◆ Data

use criterion::{BenchmarkId, Criterion, Throughput, black_box, criterion_group, criterion_main};
use rayon::prelude::*;
use std::sync::Arc;
use tabq_core::engine::ParallelExecutionEngine;
use tabq_core::sql::ast::{SelectEntity, col, lit};
use tabq_core::sql::ParallelQueryExecutor;
use tabq_core::{Catalog, ExecutionConfig, Executor, Value};

// ════════════════════════════════════════════
// Parallel Execution Engine Benchmarks
// ════════════════════════════════════════════

fn bench_parallel_engine_policies(c: &mut Criterion) {
    let mut group = c.benchmark_group("parallel_engine_policies");

    for size in [100, 1_000, 10_000, 100_000].iter() {
        group.throughput(Throughput::Elements(*size as u64));

        group.bench_with_input(BenchmarkId::new("auto", size), size, |b, &size| {
            let engine = ParallelExecutionEngine::new_auto().unwrap();
            b.iter(|| {
                engine.execute(|| {
                    (0..size)
                        .into_par_iter()
                        .map(|i| black_box(i * 2))
                        .sum::<usize>()
                })
            });
        });

        group.bench_with_input(BenchmarkId::new("fixed_4", size), size, |b, &size| {
            let engine = ParallelExecutionEngine::new_fixed(4).unwrap();
            b.iter(|| {
                engine.execute(|| {
                    (0..size)
                        .into_par_iter()
                        .map(|i| black_box(i * 2))
                        .sum::<usize>()
                })
            });
        });

        // Sequential baseline
        group.bench_with_input(BenchmarkId::new("sequential", size), size, |b, &size| {
            b.iter(|| (0..size).map(|i| black_box(i * 2)).sum::<usize>());
        });
    }

    group.finish();
}

fn bench_auto_tune(c: &mut Criterion) {
    let mut group = c.benchmark_group("auto_tune");
    let engine = ParallelExecutionEngine::new_auto().unwrap();

    for size in [100, 1_000, 10_000, 100_000, 1_000_000].iter() {
        group.bench_with_input(BenchmarkId::from_parameter(size), size, |b, &size| {
            b.iter(|| engine.auto_tune(black_box(size), 1_000));
        });
    }

    group.finish();
}

// ════════════════════════════════════════════
// Record Mapping Benchmarks
// ════════════════════════════════════════════

fn bench_map_records(c: &mut Criterion) {
    let mut group = c.benchmark_group("map_records");
    let values: Arc<Vec<Value>> = Arc::new((0..100_000i64).map(Value::from).collect());

    for threads in [1usize, 2, 4, 8].iter() {
        group.throughput(Throughput::Elements(values.len() as u64));
        group.bench_with_input(BenchmarkId::new("threads", threads), threads, |b, &threads| {
            let engine = ParallelExecutionEngine::new_fixed(threads).unwrap();
            let executor = ParallelQueryExecutor::from_engine(&engine).with_min_rows(1_000);
            let values = Arc::clone(&values);
            b.iter(|| {
                executor
                    .map_records(values.len(), |i| Ok(values[i].to_float().unwrap_or_default() * 1.5))
                    .unwrap()
            });
        });
    }

    group.finish();
}

// ════════════════════════════════════════════
// End-to-End Query Benchmarks
// ════════════════════════════════════════════

fn bench_where_by_cpu(c: &mut Criterion) {
    let mut group = c.benchmark_group("where_by_cpu");
    let catalog = Arc::new(Catalog::new());
    let rows = (0..50_000i64)
        .map(|i| vec![Value::from(i), Value::from((i * 31) % 997)])
        .collect();
    catalog.register("t", &["id", "v"], rows).unwrap();
    let query = SelectEntity::new()
        .field(col("id"))
        .from_table("t")
        .filter(col("v").gt(lit(500)).and(col("id").lt(lit(40_000))))
        .into_query();

    group.throughput(Throughput::Elements(50_000));
    for cpu in [1usize, 2, 4].iter() {
        group.bench_with_input(BenchmarkId::new("cpu", cpu), cpu, |b, &cpu| {
            let config = ExecutionConfig::default().with_cpu(cpu).with_min_rows_for_parallel(1_000);
            let executor = Executor::with_config(config, Arc::clone(&catalog)).unwrap();
            b.iter(|| executor.query(black_box(&query)).unwrap());
        });
    }

    group.finish();
}

criterion_group!(
    benches,
    bench_parallel_engine_policies,
    bench_auto_tune,
    bench_map_records,
    bench_where_by_cpu
);
criterion_main!(benches);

◆ Task goal
Go through the entries above and report every line in which the word "Benchmarks" appears.

◆ Response to this task
// Parallel Execution Engine Benchmarks
// Record Mapping Benchmarks
// End-to-End Query Benchmarks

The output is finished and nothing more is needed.